(Saved entries)

• • • •

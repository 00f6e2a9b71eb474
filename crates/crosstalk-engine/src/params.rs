//! Lock-free store of normalized parameter values.

use std::sync::atomic::Ordering;
use std::sync::Arc;

use atomic_float::AtomicF64;
use crosstalk_core::{clamp_normalized, ParamIndex, TagMap};

/// Normalized values written by the audio thread, readable from anywhere.
///
/// Cloning is cheap - the values live behind an `Arc`.
#[derive(Debug, Clone)]
pub struct ParameterStore {
    values: Arc<[AtomicF64]>,
}

impl ParameterStore {
    /// One slot per parameter, initialised to `0.0`.
    pub fn new(count: usize) -> Self {
        Self {
            values: (0..count).map(|_| AtomicF64::new(0.0)).collect(),
        }
    }

    /// One slot per parameter in `tags`, initialised to its default.
    pub fn from_tags(tags: &TagMap) -> Self {
        Self {
            values: tags
                .defaults()
                .map(|v| AtomicF64::new(clamp_normalized(v)))
                .collect(),
        }
    }

    #[inline]
    pub fn len(&self) -> usize {
        self.values.len()
    }

    #[inline]
    pub fn is_empty(&self) -> bool {
        self.values.is_empty()
    }

    #[inline]
    pub fn contains(&self, param: ParamIndex) -> bool {
        param.index() < self.values.len()
    }

    #[inline]
    pub fn get(&self, param: ParamIndex) -> Option<f64> {
        self.values
            .get(param.index())
            .map(|v| v.load(Ordering::Acquire))
    }

    /// Store a clamped value. Returns it, or `None` for an unknown parameter.
    #[inline]
    pub fn set(&self, param: ParamIndex, value: f64) -> Option<f64> {
        let slot = self.values.get(param.index())?;
        let value = clamp_normalized(value);
        slot.store(value, Ordering::Release);
        Some(value)
    }

    /// Copy all values into `out`. Returns how many were copied.
    pub fn snapshot_into(&self, out: &mut [f64]) -> usize {
        let mut copied = 0;
        for (dst, src) in out.iter_mut().zip(self.values.iter()) {
            *dst = src.load(Ordering::Acquire);
            copied += 1;
        }
        copied
    }
}
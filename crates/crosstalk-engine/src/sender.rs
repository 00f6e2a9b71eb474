//! Engine -> UI sending, callable from the audio thread.

use std::sync::Arc;

use crosstalk_core::{
    ControlTag, Envelope, Error, Message, MessageProducer, MidiEvent, MsgTag, ParamIndex,
    PacketCadence, QueueStats, Result,
};

use crate::pacer::PacketPacer;

/// Drops between two log lines (~one per 1024 dropped messages).
const DROP_LOG_INTERVAL: u64 = 1024;

/// Sends parameter confirmations, MIDI, control values and data packets to the UI.
///
/// Every method is wait-free and allocation-free. A full queue yields
/// `Err(Error::QueueFull)`; callers on the audio thread normally ignore it, the
/// drop is already counted in [`QueueStats`].
pub struct EngineSender {
    outbound: MessageProducer,
    pacer: PacketPacer,
    drops_since_log: u64,
}

impl EngineSender {
    pub fn new(outbound: MessageProducer, cadence: PacketCadence) -> Self {
        Self {
            outbound,
            pacer: PacketPacer::new(cadence),
            drops_since_log: 0,
        }
    }

    pub fn send_parameter_change(&mut self, param: ParamIndex, value: f64) -> Result<()> {
        self.send(&Message::parameter_change(param, value))
    }

    pub fn send_control_value(&mut self, control: ControlTag, value: f64) -> Result<()> {
        self.send(&Message::control_value(control, value))
    }

    pub fn send_midi(&mut self, event: MidiEvent) -> Result<()> {
        self.send(&Message::midi(event))
    }

    pub fn send_sysex(&mut self, data: &[u8], sample_offset: u32) -> Result<()> {
        self.send(&Message::sysex(data, sample_offset)?)
    }

    pub fn send_message(
        &mut self,
        tag: MsgTag,
        control: Option<ControlTag>,
        data: &[u8],
    ) -> Result<()> {
        self.send(&Message::arbitrary(tag, control, data)?)
    }

    /// Send `samples` as a float data packet, regardless of cadence.
    pub fn send_data_packet(
        &mut self,
        tag: MsgTag,
        control: Option<ControlTag>,
        samples: &[f32],
    ) -> Result<()> {
        let envelope = Envelope::data_packet(tag, control, samples)?;
        self.push(envelope)
    }

    /// Advance the pacer by one block and send `samples` if a packet is due.
    ///
    /// Returns `Ok(true)` if a packet was sent.
    pub fn send_paced_packet(
        &mut self,
        tag: MsgTag,
        control: Option<ControlTag>,
        samples: &[f32],
        block_len: usize,
    ) -> Result<bool> {
        if !self.pacer.tick(block_len) {
            return Ok(false);
        }
        self.send_data_packet(tag, control, samples)?;
        Ok(true)
    }

    #[inline]
    pub fn send(&mut self, message: &Message<'_>) -> Result<()> {
        let envelope = Envelope::encode(message)?;
        self.push(envelope)
    }

    #[inline]
    fn push(&mut self, envelope: Envelope) -> Result<()> {
        if self.outbound.try_push(envelope) {
            return Ok(());
        }

        self.drops_since_log += 1;
        if self.drops_since_log >= DROP_LOG_INTERVAL {
            tracing::warn!(
                "Engine->UI queue full: {} messages dropped in total",
                self.outbound.stats().dropped()
            );
            self.drops_since_log = 0;
        }
        Err(Error::QueueFull)
    }

    pub fn pacer_mut(&mut self) -> &mut PacketPacer {
        &mut self.pacer
    }

    pub fn stats(&self) -> Arc<QueueStats> {
        self.outbound.stats()
    }
}

#[cfg(test)]
mod tests {
    use super::*;
    use crosstalk_core::{message_queue, read_f32s};

    #[test]
    fn test_send_parameter_change() {
        let (tx, mut rx) = message_queue(4).unwrap();
        let mut sender = EngineSender::new(tx, PacketCadence::EveryBlock);

        sender.send_parameter_change(ParamIndex(0), 0.75).unwrap();
        let env = rx.try_pop().unwrap();
        assert_eq!(
            env.decode().unwrap(),
            Message::parameter_change(ParamIndex(0), 0.75)
        );
    }

    #[test]
    fn test_full_queue_returns_queue_full() {
        let (tx, _rx) = message_queue(2).unwrap();
        let mut sender = EngineSender::new(tx, PacketCadence::EveryBlock);

        sender.send_control_value(ControlTag(0), 0.1).unwrap();
        sender.send_control_value(ControlTag(0), 0.2).unwrap();
        assert_eq!(
            sender.send_control_value(ControlTag(0), 0.3),
            Err(Error::QueueFull)
        );
        assert_eq!(sender.stats().dropped(), 1);
    }

    #[test]
    fn test_paced_packets() {
        let (tx, mut rx) = message_queue(8).unwrap();
        let mut sender = EngineSender::new(tx, PacketCadence::EveryNthBlock(2));
        let samples = [0.5f32; 4];

        assert!(!sender.send_paced_packet(MsgTag(1), None, &samples, 64).unwrap());
        assert!(sender.send_paced_packet(MsgTag(1), None, &samples, 64).unwrap());
        assert_eq!(rx.pending(), 1);

        let env = rx.try_pop().unwrap();
        let mut out = [0.0f32; 4];
        assert_eq!(read_f32s(env.payload(), &mut out), 4);
        assert_eq!(out, samples);
    }

    #[test]
    fn test_oversized_message_rejected() {
        let (tx, _rx) = message_queue(2).unwrap();
        let mut sender = EngineSender::new(tx, PacketCadence::EveryBlock);
        let data = [0u8; 2000];
        assert!(matches!(
            sender.send_message(MsgTag(0), None, &data),
            Err(Error::PayloadTooLarge { .. })
        ));
        assert_eq!(sender.stats().dropped(), 0);
    }
}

• • • •

Exercise requirements: Here the output must be the lines above from the line with "#[derive(Debug, Clone)]" to the line with "pub fn set(&self, param: ParamIndex, value: f64)", both included, duplicated word for word and nothing else.

Answer to the problem:
#[derive(Debug, Clone)]
pub struct ParameterStore {
    values: Arc<[AtomicF64]>,
}

impl ParameterStore {
    /// One slot per parameter, initialised to `0.0`.
    pub fn new(count: usize) -> Self {
        Self {
            values: (0..count).map(|_| AtomicF64::new(0.0)).collect(),
        }
    }

    /// One slot per parameter in `tags`, initialised to its default.
    pub fn from_tags(tags: &TagMap) -> Self {
        Self {
            values: tags
                .defaults()
                .map(|v| AtomicF64::new(clamp_normalized(v)))
                .collect(),
        }
    }

    #[inline]
    pub fn len(&self) -> usize {
        self.values.len()
    }

    #[inline]
    pub fn is_empty(&self) -> bool {
        self.values.is_empty()
    }

    #[inline]
    pub fn contains(&self, param: ParamIndex) -> bool {
        param.index() < self.values.len()
    }

    #[inline]
    pub fn get(&self, param: ParamIndex) -> Option<f64> {
        self.values
            .get(param.index())
            .map(|v| v.load(Ordering::Acquire))
    }

    /// Store a clamped value. Returns it, or `None` for an unknown parameter.
    #[inline]
    pub fn set(&self, param: ParamIndex, value: f64) -> Option<f64> {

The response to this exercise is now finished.